For the past nine consecutive years, I wake up early on a Saturday morning in May surrounded by more than 50,000 women. A recurring dream? Sort of. I join a large group of female—and some male—participants in the annual the Revlon 5K Run/Walk for women’s cancers.
All of us have our reasons for raising money and awareness for women’s cancers … and it’s not just for the free t-shirt.
My reason is I am a breast cancer survivor. I’ve never had the disease—though men can get it—but I am the son of a breast cancer survivor, my mother Linda. And I, and the rest of our family, feel we survived it with her. The battle against cancer isn’t to be fought only by those who have it.
The race never feels convenient for me as it’s always during a busy time in my life. Not to mention, I’m no fan of rising at six a.m. on my only day of the week to sleep in so that I can battle the crowds and congested traffic around the Los Angeles Coliseum just to get to the race.
But my mom, and the 200,000 plus women per year who are diagnosed with breast cancer, presumably find their diagnosis not only inconvenient, but troublesome and horrifying.
So each year I go, happy for and challenged by the huge crowds that show up for the event.
Upon arrival, I assimilate into the masses. I carry a goodie bag filled with free stuff from the many booths set up throughout the Coliseum grounds.
Pinned on the backs of some in attendance are handmade signs dedicated to loved ones lost to the disease and survivors: on a woman with short red hair: “I’m a cancer survivor!” On a middle-aged man: “In honor of my wife, Lisa. I love you.” On a college-aged Latina girl: “In memory of my mom and best friend, Maria.”
As the race starts, I nudge as close to the front as I can and wait impatiently for the extraordinarily loud starter blast. I’m annoyed that “walkers” are near the front of the pack, surely to be trampled and elbowed as we runners scurry past. I feel guilty that I’m annoyed at a charitable event like this. But when I think about it further, I realize the woman I’m running in honor of, my mom, would be annoyed too.
In fact, I get a lot of my speed and temperament from my mom. She was a great athlete at a time when females were hardly allowed to compete in sports, when it was thought to not be “lady-like.” But this lady liked sports and didn’t care what others thought. She was a very successful athlete who could’ve gone on to play a number of college sports. However, my arrival during what would’ve been her college years ensured her athletic ability would be utilized chasing around a rambunctious baby boy instead of a basketball or tennis ball.
As a young mom concerned for her infant son, she would place her hand on my chest and stomach as I went to sleep each night, feeling it rise and fall, buoyant with life. It put her at rest knowing her son was alive and well. She was truly “hands-on” baby monitor.
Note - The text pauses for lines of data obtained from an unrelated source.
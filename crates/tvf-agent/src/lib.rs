//! tvf-agent: Heartbeat agent for IPTV terminals
//!
//! The agent runs on a set-top box (or as a simulator for one) and tells
//! the fleet server it is alive by posting its MAC address on a fixed
//! cadence. Failed deliveries are retried with exponential backoff.

pub mod backoff;
pub mod heartbeat;

pub use backoff::ExponentialBackoff;
pub use heartbeat::{run_heartbeat_loop, HeartbeatClient, HeartbeatError};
She put up with a ruffian boy and a girl to follow. I boxed in the basement; I played football until she had to call me in from dark, and I got muddy playing in the woods all day with my friends.
All year round she drove me to my sports games. I can’t recall her missing one from fifth grade all the way until I was a senior in college. She said thousands of tiny prayers every time I was involved in a collision on the field.
On one occasion, she drove me to the emergency room after a particularly rough collision. But she never asked me to stop playing, to stop fighting, to stop striving. She couldn’t because she’s that way too.